Finding and fulfilling your purpose

Finding and fulfilling your purpose

A while back someone emailed me a link to a funny video that was in German; but you didn’t need to know German to get the point. A young woman asks her father how he likes the new iPad she gave him for his birthday. He says, “Good.” But then she watches him use his iPad as a cutting board for chopping his vegetables. She is horrified as he rinses it off in the sink and puts in the dishwasher! A caption in English informs us that no ipads were harmed in filming the episode. In real life, it’s no laughing matter when you see something costly not being used to fulfill its intended purpose, or even worse, being used for something contrary to its purpose. You will not fulfill God’s will for your life accidentally. Where purpose is not known, abuse is inevitable. It does not happen by fate.

You have to have a revelation of God’s will and pursue it in order to fulfill it. It takes effort to accomplish God’s will for your life. And until you know God’s plan for you, it’s impossible to achieve it.

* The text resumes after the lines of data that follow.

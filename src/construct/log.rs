//! Append-only construction trail
//!
//! One entry per placement attempt (or per created instance on success).
//! Meant for offline reading; every entry is also emitted as a tracing event.

use crate::catalog::{BlockCategory, BlockId};
use crate::core::types::BoundingBox;
use crate::grid::Orientation;

use super::request::InstanceSlot;

#[derive(Debug, Clone, PartialEq)]
pub enum LogOutcome {
    Placed,
    ZoneReserved,
    Rejected(String),
}

#[derive(Debug, Clone, PartialEq)]
pub struct LogEntry {
    /// None for zone reservations
    pub category: Option<BlockCategory>,
    pub block: Option<BlockId>,
    pub bounds: BoundingBox,
    pub orientation: Option<Orientation>,
    pub slot: Option<InstanceSlot>,
    pub outcome: LogOutcome,
}

impl LogEntry {
    pub fn is_success(&self) -> bool {
        !matches!(self.outcome, LogOutcome::Rejected(_))
    }
}

impl std::fmt::Display for LogEntry {
    fn fmt(&self, f: &mut std::fmt::Formatter<'_>) -> std::fmt::Result {
        match &self.outcome {
            LogOutcome::Placed => write!(f, "Block Placed Successfully")?,
            LogOutcome::ZoneReserved => write!(f, "Zone Reserved")?,
            LogOutcome::Rejected(reason) => write!(f, "Placement Rejected ({})", reason)?,
        }
        if let Some(category) = self.category {
            write!(f, " - {}", category)?;
        }
        if let Some(slot) = self.slot {
            write!(f, " - {}", slot)?;
        }
        if let Some(block) = &self.block {
            write!(f, " - {}", block)?;
        }
        write!(f, " - {}", self.bounds)?;
        if let Some(orientation) = self.orientation {
            write!(f, " - {}", orientation)?;
        }
        Ok(())
    }
}

#[derive(Debug, Clone, Default, PartialEq)]
pub struct ConstructionLog {
    entries: Vec<LogEntry>,
}

impl ConstructionLog {
    pub fn new() -> Self {
        Self::default()
    }

    pub fn push(&mut self, entry: LogEntry) {
        tracing::debug!(success = entry.is_success(), "{}", entry);
        self.entries.push(entry);
    }

    pub fn entries(&self) -> &[LogEntry] {
        &self.entries
    }

    pub fn last(&self) -> Option<&LogEntry> {
        self.entries.last()
    }

    pub fn len(&self) -> usize {
        self.entries.len()
    }

    pub fn is_empty(&self) -> bool {
        self.entries.is_empty()
    }

    pub fn failures(&self) -> usize {
        self.entries.iter().filter(|e| !e.is_success()).count()
    }
}

impl std::fmt::Display for ConstructionLog {
    fn fmt(&self, f: &mut std::fmt::Formatter<'_>) -> std::fmt::Result {
        for entry in &self.entries {
            writeln!(f, "{}", entry)?;
        }
        Ok(())
    }
}

#[cfg(test)]
mod tests {
    use super::*;
    use glam::IVec3;

    fn placed() -> LogEntry {
        LogEntry {
            category: Some(BlockCategory::Cockpit),
            block: Some(BlockId::from("Cockpit/LargeBlockCockpit")),
            bounds: BoundingBox::single(IVec3::ZERO),
            orientation: Some(Orientation::IDENTITY),
            slot: Some(InstanceSlot::Primary),
            outcome: LogOutcome::Placed,
        }
    }

    #[test]
    fn test_entry_line() {
        assert_eq!(
            placed().to_string(),
            "Block Placed Successfully - Cockpit - Primary - Cockpit/LargeBlockCockpit - [0, 0, 0] - [Forward: Forward, Up: Up]"
        );
    }

    #[test]
    fn test_log_is_line_per_entry() {
        let mut log = ConstructionLog::new();
        log.push(placed());
        log.push(LogEntry {
            category: Some(BlockCategory::Reactor),
            block: None,
            bounds: BoundingBox::single(IVec3::X),
            orientation: None,
            slot: None,
            outcome: LogOutcome::Rejected("unknown reference".into()),
        });

        assert_eq!(log.len(), 2);
        assert_eq!(log.failures(), 1);
        let text = log.to_string();
        assert_eq!(text.lines().count(), 2);
        assert!(text.lines().nth(1).unwrap().starts_with("Placement Rejected (unknown reference) - Reactor"));
    }
}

Rom 12:1-2 says “I beseech you therefore, brethren, by the mercies of God, that ye present your bodies a living sacrifice, holy, acceptable unto God, which is your reasonable service. [2] And be not conformed to this world: but be ye transformed by the renewing of your mind, that ye may prove what is that good, and acceptable, and perfect, will of God”. I urge you to make sure you are doing what the Lord created you to do. It’s not enough to hope so or assume it will all work out. Ephesians 5:17 says, “Be ye not unwise, but understanding what the will of the Lord is.” You’re commanded to know His will.

The good news is that the Lord wants you to know His will for your life more than you want to know it. It’s not hard to know. But it does take effort. You aren’t going to discover God’s will until you search with all your heart (Jer. 29:13). As long as you can live without knowing God’s will, you will. But when you want to know and follow and fulfill God’s will more than anything else, then you will. Knowing God’s will is a starting place, but that’s not the end. Moses knew God’s will for his life, but he tried to accomplish it in his own strength and own timing. It cost him forty unnecessary years in the wilderness and the children of Israel thirty years’ extra bondage in Egypt. This same mistake is being made today.